User-Defined Functions in BigQuery: 10 Code-Along Examples

Learn BigQuery UDFs by running them. Ten copy-and-run examples covering scalar SQL functions, parameters, CASE logic, JavaScript UDFs, JSON parsing, applying functions across tables, persistent functions, and a parameterised table function.

The UDFs guide explains the idea: when the same calculation keeps reappearing across your queries, wrap it in a function and call it by name. This workbook builds that skill from the ground up. You will write scalar SQL functions, add parameters and conditional logic, switch to JavaScript for the jobs SQL handles awkwardly, apply a function across a table, save a persistent function for your team, and finish with a table function that returns rows. Run each query, read the result, then change a value and run it again.

1. Your first SQL UDF

A scalar SQL UDF takes typed inputs, returns a typed value, and wraps a single expression in parentheses. CREATE TEMP FUNCTION makes it available for the current query or session only, which is the safest way to experiment.

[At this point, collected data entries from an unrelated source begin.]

//! fieldrank core - multi-field BM25 ranking over precomputed inverted indexes
//!
//! Fields are loaded once from positional index files, their statistics are
//! derived at load time, and queries made of normalized tokens are scored
//! per field with BM25, combined by field weight and ranked.

pub mod aggregate;
pub mod bm25;
pub mod config;
pub mod engine;
pub mod error;
pub mod index;
pub mod stats;
pub mod tokenizer;

pub use aggregate::SearchResult;
pub use bm25::{BM25Params, BM25Scorer, Scores};
pub use config::{EngineConfig, FieldSpec, RankerConfig, DEFAULT_TOP_K};
pub use engine::{Field, FieldSummary, Operator, ParseOperatorError, QueryEngine};
pub use error::{RankError, Result};
pub use index::{DocId, InvertedIndex, Occurrence, Posting};
pub use stats::FieldStats;
pub use tokenizer::Tokenizer;
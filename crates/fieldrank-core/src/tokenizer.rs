//! Query normalizer
//!
//! Splits on Unicode word boundaries and elisions, keeps alphabetic words,
//! lowercases them and drops stop-words. There is no lemmatization, so a
//! query only matches index tokens whose lemma equals the surface form.

use ahash::AHashSet;
use unicode_segmentation::UnicodeSegmentation;

/// French stop-words, the language of the reference corpus.
pub const FRENCH_STOPWORDS: &[&str] = &[
    "a", "ai", "aie", "ainsi", "alors", "au", "aucun", "aucune", "aussi", "autre", "aux",
    "avait", "avant", "avec", "avez", "avoir", "bon", "c", "ca", "car", "ce", "ceci", "cela",
    "celle", "celles", "celui", "ces", "cet", "cette", "ceux", "chaque", "chez", "ci", "comme",
    "comment", "d", "dans", "de", "des", "doit", "donc", "dont", "du", "elle", "elles", "en",
    "encore", "est", "et", "etc", "été", "être", "eu", "eux", "fait", "faire", "font", "hors",
    "ici", "il", "ils", "j", "je", "jusqu", "l", "la", "le", "les", "leur", "leurs", "lui",
    "m", "ma", "mais", "me", "même", "mes", "moi", "mon", "n", "ne", "ni", "nos", "notre",
    "nous", "on", "ont", "ou", "où", "par", "parce", "pas", "peu", "peut", "plus", "pour",
    "pourquoi", "qu", "quand", "que", "quel", "quelle", "quelles", "quels", "qui", "s", "sa",
    "sans", "se", "ses", "si", "sien", "son", "sont", "sous", "sur", "t", "ta", "te", "tes",
    "toi", "ton", "tous", "tout", "toute", "toutes", "très", "tu", "un", "une", "vos",
    "votre", "vous", "y",
];

/// Query tokenizer producing normalized tokens
#[derive(Debug, Clone)]
pub struct Tokenizer {
    /// Minimum token length in characters (default: 1)
    pub min_length: usize,
    stopwords: AHashSet<String>,
}

impl Default for Tokenizer {
    fn default() -> Self {
        Self::new(1, FRENCH_STOPWORDS.iter().copied())
    }
}

impl Tokenizer {
    /// Create a tokenizer with a custom minimum length and stop-word list
    pub fn new<I, S>(min_length: usize, stopwords: I) -> Self
    where
        I: IntoIterator<Item = S>,
        S: AsRef<str>,
    {
        Self {
            min_length,
            stopwords: stopwords
                .into_iter()
                .map(|word| word.as_ref().to_lowercase())
                .collect(),
        }
    }

    pub fn is_stopword(&self, word: &str) -> bool {
        self.stopwords.contains(word)
    }

    /// Normalize raw query text into tokens, preserving order and duplicates
    pub fn tokenize(&self, text: &str) -> Vec<String> {
        text.unicode_words()
            .flat_map(|word| word.split(['\'', '’']))
            .filter(|word| !word.is_empty() && word.chars().all(char::is_alphabetic))
            .map(str::to_lowercase)
            .filter(|word| word.chars().count() >= self.min_length)
            .filter(|word| !self.is_stopword(word))
            .collect()
    }
}
use thiserror::Error;

/// Errors from the JSON bridge. Marker parsing itself never fails; it either
/// finds a marker or it does not.
#[derive(Debug, Error)]
pub enum Error {
    #[error("invalid node JSON: {0}")]
    Node(#[source] serde_json::Error),
    #[error("invalid options JSON: {0}")]
    Options(#[source] serde_json::Error),
    #[error("failed to serialize marker: {0}")]
    Serialize(#[source] serde_json::Error),
}

pub type Result<T> = std::result::Result<T, Error>;
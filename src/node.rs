use serde::{Deserialize, Serialize};
use serde_json::Value;

/// A syntax-tree node as produced by mdast / MDX tooling.
///
/// Only the node kinds that can carry a marker get their own variant. Every
/// other `type` lands in `Unknown`.
#[derive(Debug, Clone, PartialEq, Serialize, Deserialize)]
#[serde(tag = "type", rename_all = "camelCase")]
pub enum Node {
    Html { value: String },
    Comment { value: String },
    MdxFlowExpression { value: String },
    MdxTextExpression { value: String },
    #[serde(other)]
    Unknown,
}

/// Comment grammar used by a node kind.
#[derive(Debug, Clone, Copy, PartialEq, Eq, Hash, Serialize, Deserialize)]
#[serde(rename_all = "lowercase")]
pub enum Dialect {
    /// `<!-- name attributes -->`
    Html,
    /// `name attributes`, the node text is already the comment interior
    Bare,
    /// `/* name attributes */`
    Expression,
}

impl Dialect {
    pub const ALL: [Dialect; 3] = [Dialect::Html, Dialect::Bare, Dialect::Expression];

    /// Maps an mdast `type` string onto the dialect its `value` is written in.
    pub fn for_node_type(node_type: &str) -> Option<Self> {
        match node_type {
            "html" => Some(Dialect::Html),
            "comment" => Some(Dialect::Bare),
            "mdxFlowExpression" | "mdxTextExpression" => Some(Dialect::Expression),
            _ => None,
        }
    }

    pub fn delimiters(self) -> Option<(&'static str, &'static str)> {
        match self {
            Dialect::Html => Some(("<!--", "-->")),
            Dialect::Bare => None,
            Dialect::Expression => Some(("/*", "*/")),
        }
    }
}

/// The text of a recognized node, paired with the dialect to read it with.
#[derive(Debug, Clone, Copy, PartialEq, Eq)]
pub struct CommentSource<'a> {
    pub dialect: Dialect,
    pub text: &'a str,
}

impl<'a> CommentSource<'a> {
    pub fn new(dialect: Dialect, text: &'a str) -> Self {
        Self { dialect, text }
    }
}

/// Node shapes the marker parser can look inside.
///
/// Returning `None` means "not applicable": the value is not a node, or it is
/// a node of a kind that never carries a marker.
pub trait Classify {
    fn classify(&self) -> Option<CommentSource<'_>>;
}

impl Classify for Node {
    fn classify(&self) -> Option<CommentSource<'_>> {
        match self {
            Node::Html { value } => Some(CommentSource::new(Dialect::Html, value)),
            Node::Comment { value } => Some(CommentSource::new(Dialect::Bare, value)),
            Node::MdxFlowExpression { value } | Node::MdxTextExpression { value } => {
                Some(CommentSource::new(Dialect::Expression, value))
            }
            Node::Unknown => None,
        }
    }
}

impl Classify for Value {
    fn classify(&self) -> Option<CommentSource<'_>> {
        let object = self.as_object()?;
        let dialect = Dialect::for_node_type(object.get("type")?.as_str()?)?;
        let text = object.get("value")?.as_str()?;
        Some(CommentSource::new(dialect, text))
    }
}

impl<T: Classify> Classify for Option<T> {
    fn classify(&self) -> Option<CommentSource<'_>> {
        self.as_ref()?.classify()
    }
}

#[cfg(test)]
mod tests {
    use super::*;
    use pretty_assertions::assert_eq;
    use serde_json::json;

    #[test]
    fn non_objects_are_not_applicable() {
        assert_eq!(json!(null).classify(), None);
        assert_eq!(json!(42).classify(), None);
        assert_eq!(json!("<!--foo-->").classify(), None);
        assert_eq!(json!(["html", "<!--foo-->"]).classify(), None);
        assert_eq!(None::<Node>.classify(), None);
    }

    #[test]
    fn unknown_kinds_are_not_applicable() {
        assert_eq!(json!({"type": "paragraph", "children": []}).classify(), None);
        assert_eq!(json!({"type": "text", "value": "<!--foo-->"}).classify(), None);
        assert_eq!(json!({"value": "<!--foo-->"}).classify(), None);
    }

    #[test]
    fn known_kind_without_text_is_not_applicable() {
        assert_eq!(json!({"type": "html"}).classify(), None);
        assert_eq!(json!({"type": "html", "value": 3}).classify(), None);
    }

    #[test]
    fn json_values_pick_the_dialect_from_type() {
        let html = json!({"type": "html", "value": "<!--foo-->"});
        assert_eq!(
            html.classify(),
            Some(CommentSource::new(Dialect::Html, "<!--foo-->"))
        );

        let comment = json!({"type": "comment", "value": " foo "});
        assert_eq!(
            comment.classify(),
            Some(CommentSource::new(Dialect::Bare, " foo "))
        );

        for node_type in ["mdxFlowExpression", "mdxTextExpression"] {
            let expression = json!({"type": node_type, "value": "/* foo */"});
            assert_eq!(
                expression.classify(),
                Some(CommentSource::new(Dialect::Expression, "/* foo */"))
            );
        }
    }

    #[test]
    fn typed_nodes_deserialize_from_mdast_json() {
        let node: Node = serde_json::from_value(json!({
            "type": "mdxTextExpression",
            "value": "/* foo */",
            "position": {"start": {"line": 1, "column": 1}}
        }))
        .unwrap();
        assert_eq!(
            node,
            Node::MdxTextExpression {
                value: "/* foo */".to_string()
            }
        );

        let node: Node = serde_json::from_value(json!({"type": "heading", "depth": 2})).unwrap();
        assert_eq!(node, Node::Unknown);
        assert_eq!(node.classify(), None);
    }

    #[test]
    fn delimiters_per_dialect() {
        assert_eq!(Dialect::Html.delimiters(), Some(("<!--", "-->")));
        assert_eq!(Dialect::Bare.delimiters(), None);
        assert_eq!(Dialect::Expression.delimiters(), Some(("/*", "*/")));
    }
}
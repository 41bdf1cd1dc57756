use serde_json::Value;

use crate::config::ParseOptions;
use crate::error::{Error, Result};
use crate::marker::parse_marker_with;

/// Parses a JSON-encoded node and returns the marker as JSON, or `null` when
/// the node holds none.
pub fn parse_marker_json(node_json: &str, options: &ParseOptions) -> Result<String> {
    let node: Value = serde_json::from_str(node_json).map_err(Error::Node)?;
    let marker = parse_marker_with(&node, options);
    serde_json::to_string_pretty(&marker).map_err(Error::Serialize)
}

pub fn parse_options_json(options_json: &str) -> Result<ParseOptions> {
    serde_json::from_str(options_json).map_err(Error::Options)
}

CREATE TEMP FUNCTION double_value(x FLOAT64)
RETURNS FLOAT64
AS (x * 2);
SELECT double_value(21) AS result; -- 42.0

The function declares one parameter, x FLOAT64, and a return type, FLOAT64, then the body is just the expression x * 2. Declaring types explicitly is a best practice the guide stresses: it documents intent and lets BigQuery catch misuse early.

2. Multiple parameters

UDFs can take several inputs. Here apply_discount accepts a price and a discount rate and returns the reduced price, rounded to two decimal places.

CREATE TEMP FUNCTION apply_discount(price FLOAT64, discount FLOAT64)
RETURNS FLOAT64
AS (ROUND(price * (1 - discount), 2));
SELECT apply_discount(100, 0.2) AS final_price; -- 80.0

You can call any built-in function inside a UDF body, as ROUND shows here. Wrapping this small piece of pricing logic in one named function means every query that needs a discounted price stays consistent and reads clearly.

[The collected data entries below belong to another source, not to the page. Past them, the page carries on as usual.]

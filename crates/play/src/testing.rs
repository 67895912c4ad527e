//! Shared fixtures for unit tests.

use std::collections::HashMap;
use std::sync::{Arc, Mutex};

use serde_json::Value;
use tokio::time::{timeout, Duration};

use crate::basket::{Args, Basket};
use crate::builtins;
use crate::command::{require_inputs, text_input, Command, CommandDescriptor, CommandRegistry};
use crate::config::{ConfigStore, PlayConfig};
use crate::control::Control;
use crate::editor::{BufferTerminal, Editor};
use crate::error::{CoreError, CoreResult};
use crate::host::{ConfigProvider, Conversation, Host, Persona, PersonaStore};
use crate::input::InputSpec;
use crate::outcome::Outcome;

/// Answers every prompt with `reply to: <prompt>` and remembers prompts.
#[derive(Default)]
pub struct ScriptedConversation {
    prompts: Mutex<Vec<String>>,
}

impl ScriptedConversation {
    pub fn prompts(&self) -> Vec<String> {
        self.prompts.lock().unwrap().clone()
    }
}

#[async_trait::async_trait]
impl Conversation for ScriptedConversation {
    async fn send(&self, prompt: &str, _args: &Args, _basket: &mut Basket, _control: &Control) -> Outcome {
        self.prompts.lock().unwrap().push(prompt.to_string());
        Outcome::answer(format!("reply to: {prompt}"))
    }
}

#[derive(Default)]
pub struct MemoryPersonas {
    personas: Mutex<HashMap<String, Persona>>,
    loads: Mutex<usize>,
}

impl MemoryPersonas {
    pub fn loads(&self) -> usize {
        *self.loads.lock().unwrap()
    }
}

#[async_trait::async_trait]
impl PersonaStore for MemoryPersonas {
    async fn load_persona(&self, token: &str) -> CoreResult<Persona> {
        *self.loads.lock().unwrap() += 1;
        self.personas
            .lock()
            .unwrap()
            .get(token)
            .cloned()
            .ok_or_else(|| CoreError::NotFound(format!("persona '{token}'")))
    }
}

/// Collects texts seen by `record`'s playback.
#[derive(Default)]
pub struct Recorder {
    played_back: Mutex<Vec<String>>,
}

impl Recorder {
    pub fn played_back(&self) -> Vec<String> {
        self.played_back.lock().unwrap().clone()
    }
}

/// `echo`: answers its `text` input. `record`: same, with a playback that
/// notes the text. `fail`: fails with `test:<text>`.
struct TestCommand {
    descriptor: CommandDescriptor,
    recorder: Option<Arc<Recorder>>,
    fails: bool,
}

impl TestCommand {
    fn new(token: &str, recorder: Option<Arc<Recorder>>, fails: bool) -> Self {
        Self {
            descriptor: CommandDescriptor::new(token, token, "test command")
                .input(InputSpec::text("text", "")),
            recorder,
            fails,
        }
    }
}

#[async_trait::async_trait]
impl Command for TestCommand {
    fn descriptor(&self) -> &CommandDescriptor {
        &self.descriptor
    }

    async fn play(&self, args: &Args, basket: &mut Basket, _control: &Control) -> Outcome {
        let inputs = match require_inputs(&self.descriptor, args, basket) {
            Ok(inputs) => inputs,
            Err(failure) => return failure,
        };
        let text = text_input(&inputs, "text").unwrap_or_default();
        if self.fails {
            return Outcome::failure(format!("test:{text}")).with_data(text);
        }
        Outcome::answer(text)
    }

    async fn playback(&self, args: &Args, basket: &mut Basket, control: &Control) -> Outcome {
        let Some(recorder) = &self.recorder else {
            return crate::outcome::nothing_to_play(crate::outcome::NAMESPACE);
        };
        let outcome = self.play(args, basket, control).await;
        recorder
            .played_back
            .lock()
            .unwrap()
            .push(outcome.print());
        outcome
    }
}

pub struct Fixture {
    pub host: Arc<Host>,
    pub editor: Arc<Editor>,
    pub terminal: Arc<BufferTerminal>,
    pub conversation: Arc<ScriptedConversation>,
    pub personas: Arc<MemoryPersonas>,
    pub config: Arc<ConfigStore>,
    pub recorder: Arc<Recorder>,
}

impl Fixture {
    pub fn control(&self) -> Control {
        Control::new(self.editor.clone(), self.host.clone())
    }

    /// Adds a procedure to the active persona.
    pub fn set_procedure(&self, name: &str, definition: Value) {
        let mut persona = self.config.persona();
        persona.procedures.insert(name.to_string(), definition);
        self.config.set_persona(persona).unwrap();
    }

    pub async fn until_rerouted(&self) {
        timeout(Duration::from_secs(1), async {
            while !self.editor.is_rerouted() {
                tokio::task::yield_now().await;
            }
        })
        .await
        .expect("input route installed");
    }
}

pub fn fixture() -> Fixture {
    fixture_with_personas(Vec::new())
}

pub fn fixture_with_personas(stored: Vec<Persona>) -> Fixture {
    let terminal = Arc::new(BufferTerminal::new());
    let editor = Arc::new(Editor::new(terminal.clone(), 1));
    let conversation = Arc::new(ScriptedConversation::default());
    let personas = Arc::new(MemoryPersonas::default());
    {
        let mut map = personas.personas.lock().unwrap();
        for persona in stored {
            map.insert(persona.token.clone(), persona);
        }
    }
    let config = Arc::new(ConfigStore::in_memory(PlayConfig::default_new()));
    let recorder = Arc::new(Recorder::default());

    let mut registry = CommandRegistry::new();
    builtins::register(&mut registry);
    registry.register(Arc::new(TestCommand::new("echo", None, false)));
    registry.register(Arc::new(TestCommand::new("record", Some(recorder.clone()), false)));
    registry.register(Arc::new(TestCommand::new("fail", None, true)));

    let host = Arc::new(Host::new(
        registry,
        config.clone(),
        personas.clone(),
        conversation.clone(),
    ));

    Fixture {
        host,
        editor,
        terminal,
        conversation,
        personas,
        config,
        recorder,
    }
}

3. Conditional logic with CASE

A SQL UDF body can be a full CASE expression, which is how you encode categorisation rules once and reuse them everywhere. This categorize_order function turns an amount into a size label.

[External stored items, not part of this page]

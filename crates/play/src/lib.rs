pub mod basket;
pub mod builtins;
pub mod command;
pub mod config;
pub mod control;
pub mod editor;
pub mod error;
pub mod host;
pub mod input;
pub mod outcome;
pub mod procedure;
pub mod resolve;
pub mod session;

#[cfg(test)]
mod testing;

pub use crate::basket::{ArgValue, Args, Basket};
pub use crate::command::{Command, CommandDescriptor, CommandRegistry};
pub use crate::config::{ConfigStore, FilePersonaStore, PlayConfig};
pub use crate::control::Control;
pub use crate::editor::{Editor, StdTerminal, Terminal};
pub use crate::error::{CoreError, CoreResult};
pub use crate::host::{ConfigProvider, Conversation, Host, Persona, PersonaStore};
pub use crate::input::{ask, InputKind, InputSpec};
pub use crate::outcome::Outcome;
pub use crate::session::Session;
use std::collections::BTreeMap;
use std::path::{Path, PathBuf};
use std::sync::{PoisonError, RwLock};

use serde::{Deserialize, Serialize};

use crate::error::{CoreError, CoreResult};
use crate::host::{ConfigProvider, Persona, PersonaStore, UserConfig};

pub const CONFIG_FILENAME: &str = "play.json";
pub const CONFIG_VERSION: &str = "1.0.0";
pub const DEFAULT_COMMAND_PREFIX: &str = "awi.";
pub const DEFAULT_PERSONA: &str = "awi";
pub const MIN_VERBOSITY: u8 = 1;
pub const MAX_VERBOSITY: u8 = 4;

/// Fields missing from a stored file take their `default_new` value.
#[derive(Debug, Clone, PartialEq, Serialize, Deserialize)]
#[serde(default)]
pub struct PlayConfig {
    pub version: String,
    /// Token of the active persona.
    pub persona: String,
    /// Directory holding `<token>.json` persona files, relative to the
    /// config directory unless absolute.
    pub persona_dir: PathBuf,
    pub verbosity: u8,
    pub command_prefix: String,
    pub user: UserConfig,
    /// Prompts by kind; a persona's own prompts take precedence.
    pub prompts: BTreeMap<String, String>,
}

impl PlayConfig {
    pub fn default_new() -> Self {
        let mut prompts = BTreeMap::new();
        prompts.insert(
            "welcome".to_string(),
            "Hello, I am Awi. Type awi.help to see what I can do.".to_string(),
        );
        Self {
            version: CONFIG_VERSION.to_string(),
            persona: DEFAULT_PERSONA.to_string(),
            persona_dir: PathBuf::from("personas"),
            verbosity: MIN_VERBOSITY,
            command_prefix: DEFAULT_COMMAND_PREFIX.to_string(),
            user: UserConfig::default(),
            prompts,
        }
    }
}

impl Default for PlayConfig {
    fn default() -> Self {
        Self::default_new()
    }
}

pub fn load_or_create_config(dir: &Path) -> CoreResult<PlayConfig> {
    std::fs::create_dir_all(dir).map_err(|error| {
        CoreError::Internal(format!(
            "failed to create config directory {}: {error}",
            dir.display()
        ))
    })?;

    let path = config_path(dir);
    if !path.exists() {
        let config = PlayConfig::default_new();
        write_config(&path, &config)?;
        return Ok(config);
    }

    let data = std::fs::read_to_string(&path).map_err(|error| {
        CoreError::Internal(format!("failed to read config {}: {error}", path.display()))
    })?;
    let mut config: PlayConfig = serde_json::from_str(&data).map_err(|error| {
        CoreError::Internal(format!("failed to parse config {}: {error}", path.display()))
    })?;

    if config.version != CONFIG_VERSION {
        config = migrate_config(config)?;
        write_config(&path, &config)?;
    }

    Ok(config)
}

/// Brings a config written by another release up to [`CONFIG_VERSION`].
///
/// Within one major version the layout only ever gains fields, which
/// deserialize to their defaults, so migrating is a version bump. Other
/// majors are refused; the file has to be removed and recreated.
pub fn migrate_config(mut config: PlayConfig) -> CoreResult<PlayConfig> {
    let current = major_version(CONFIG_VERSION);
    let found = major_version(&config.version);
    if found.is_none() || found != current {
        return Err(CoreError::InvalidInput(format!(
            "unsupported config version '{}' (expected {}.x); remove {CONFIG_FILENAME} to recreate it",
            config.version,
            current.unwrap_or_default()
        )));
    }
    tracing::info!(from = %config.version, to = CONFIG_VERSION, "config migrated");
    config.version = CONFIG_VERSION.to_string();
    Ok(config)
}

fn major_version(version: &str) -> Option<u64> {
    version.trim().split('.').next()?.parse().ok()
}

pub fn config_path(dir: &Path) -> PathBuf {
    dir.join(CONFIG_FILENAME)
}

fn write_config(path: &Path, config: &PlayConfig) -> CoreResult<()> {
    let data = serde_json::to_string_pretty(config).map_err(|error| {
        CoreError::Internal(format!(
            "failed to serialize config {}: {error}",
            path.display()
        ))
    })?;
    std::fs::write(path, data).map_err(|error| {
        CoreError::Internal(format!("failed to write config {}: {error}", path.display()))
    })?;
    Ok(())
}

/// In-memory configuration, optionally persisted to `play.json` on change.
#[derive(Debug)]
pub struct ConfigStore {
    path: Option<PathBuf>,
    config: RwLock<PlayConfig>,
    persona: RwLock<Persona>,
}

impl ConfigStore {
    /// Loads (or creates) the config file in `dir`.
    pub fn open(dir: &Path) -> CoreResult<Self> {
        let config = load_or_create_config(dir)?;
        Ok(Self::build(Some(config_path(dir)), config))
    }

    /// Config that is never written to disk.
    pub fn in_memory(config: PlayConfig) -> Self {
        Self::build(None, config)
    }

    fn build(path: Option<PathBuf>, config: PlayConfig) -> Self {
        let persona = Persona {
            token: config.persona.clone(),
            ..Persona::default()
        };
        Self {
            path,
            config: RwLock::new(config),
            persona: RwLock::new(persona),
        }
    }

    pub fn snapshot(&self) -> PlayConfig {
        self.config.read().unwrap_or_else(PoisonError::into_inner).clone()
    }

    /// Persona directory resolved against the config file location.
    pub fn persona_dir(&self) -> PathBuf {
        let dir = self.snapshot().persona_dir;
        match (&self.path, dir.is_absolute()) {
            (Some(path), false) => path
                .parent()
                .map(|parent| parent.join(&dir))
                .unwrap_or(dir),
            _ => dir,
        }
    }

    fn update(&self, change: impl FnOnce(&mut PlayConfig)) -> CoreResult<()> {
        let snapshot = {
            let mut config = self.config.write().unwrap_or_else(PoisonError::into_inner);
            change(&mut config);
            config.clone()
        };
        match &self.path {
            Some(path) => write_config(path, &snapshot),
            None => Ok(()),
        }
    }
}

impl ConfigProvider for ConfigStore {
    fn persona(&self) -> Persona {
        self.persona.read().unwrap_or_else(PoisonError::into_inner).clone()
    }

    fn set_persona(&self, persona: Persona) -> CoreResult<()> {
        let token = persona.token.clone();
        *self.persona.write().unwrap_or_else(PoisonError::into_inner) = persona;
        self.update(|config| config.persona = token)
    }

    fn prompt(&self, kind: &str) -> Option<String> {
        let persona_prompt = self
            .persona
            .read()
            .unwrap_or_else(PoisonError::into_inner)
            .prompts
            .get(kind)
            .cloned();
        persona_prompt.or_else(|| self.snapshot().prompts.get(kind).cloned())
    }

    fn user_config(&self) -> UserConfig {
        self.snapshot().user
    }

    fn verbosity(&self) -> u8 {
        self.snapshot().verbosity
    }

    fn set_verbosity(&self, level: u8) -> CoreResult<()> {
        if !(MIN_VERBOSITY..=MAX_VERBOSITY).contains(&level) {
            return Err(CoreError::InvalidInput(format!(
                "verbosity must be between {MIN_VERBOSITY} and {MAX_VERBOSITY}, got {level}"
            )));
        }
        self.update(|config| config.verbosity = level)
    }

    fn command_prefix(&self) -> String {
        self.snapshot().command_prefix
    }
}

/// Persona definitions stored as `<dir>/<token>.json`.
#[derive(Debug, Clone)]
pub struct FilePersonaStore {
    dir: PathBuf,
}

impl FilePersonaStore {
    pub fn new(dir: impl Into<PathBuf>) -> Self {
        Self { dir: dir.into() }
    }

    pub fn persona_path(&self, token: &str) -> CoreResult<PathBuf> {
        let valid = !token.is_empty()
            && token
                .chars()
                .all(|c| c.is_ascii_alphanumeric() || c == '_' || c == '-');
        if !valid {
            return Err(CoreError::InvalidInput(format!("invalid persona token: '{token}'")));
        }
        Ok(self.dir.join(format!("{token}.json")))
    }

    pub fn save(&self, persona: &Persona) -> CoreResult<()> {
        let path = self.persona_path(&persona.token)?;
        std::fs::create_dir_all(&self.dir).map_err(|error| {
            CoreError::Internal(format!(
                "failed to create persona directory {}: {error}",
                self.dir.display()
            ))
        })?;
        let data = serde_json::to_string_pretty(persona).map_err(|error| {
            CoreError::Internal(format!("failed to serialize persona {}: {error}", persona.token))
        })?;
        std::fs::write(&path, data).map_err(|error| {
            CoreError::Internal(format!("failed to write persona {}: {error}", path.display()))
        })
    }
}

#[async_trait::async_trait]
impl PersonaStore for FilePersonaStore {
    async fn load_persona(&self, token: &str) -> CoreResult<Persona> {
        let path = self.persona_path(token)?;
        let data = match tokio::fs::read_to_string(&path).await {
            Ok(data) => data,
            Err(error) if error.kind() == std::io::ErrorKind::NotFound => {
                return Err(CoreError::NotFound(format!("persona '{token}'")));
            }
            Err(error) => {
                return Err(CoreError::Internal(format!(
                    "failed to read persona {}: {error}",
                    path.display()
                )));
            }
        };
        let mut persona: Persona = serde_json::from_str(&data).map_err(|error| {
            CoreError::Internal(format!("failed to parse persona {}: {error}", path.display()))
        })?;
        if persona.token.is_empty() {
            persona.token = token.to_string();
        }
        Ok(persona)
    }
}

CREATE TEMP FUNCTION categorize_order(amount FLOAT64)
RETURNS STRING
AS (
CASE
WHEN amount >= 200 THEN 'large'
WHEN amount >= 50 THEN 'medium'
ELSE 'small'
END
);
SELECT
categorize_order(250) AS a, -- large
categorize_order(75) AS b, -- medium
categorize_order(10) AS c; -- small

The thresholds now live in exactly one place. If the business changes what counts as a large order, you edit the function rather than hunting down every CASE scattered across your queries.

4. A SQL UDF built from built-ins

SQL UDFs can do more than arithmetic. This one derives a person’s initials by splitting their name, taking the first letter of each part, and joining them, using a subquery over UNNEST inside the function body.

CREATE TEMP FUNCTION initials(full_name STRING)
RETURNS STRING
AS (
(SELECT STRING_AGG(UPPER(SUBSTR(part, 1, 1)), '')
FROM UNNEST(SPLIT(full_name, ' ')) AS part)
);
SELECT initials('Ada Lovelace') AS inits; -- AL

The parentheses around the inner SELECT make it a scalar subquery, which a SQL UDF body allows. This shows how much you can express in pure SQL before reaching for another language, which the guide recommends you do whenever possible.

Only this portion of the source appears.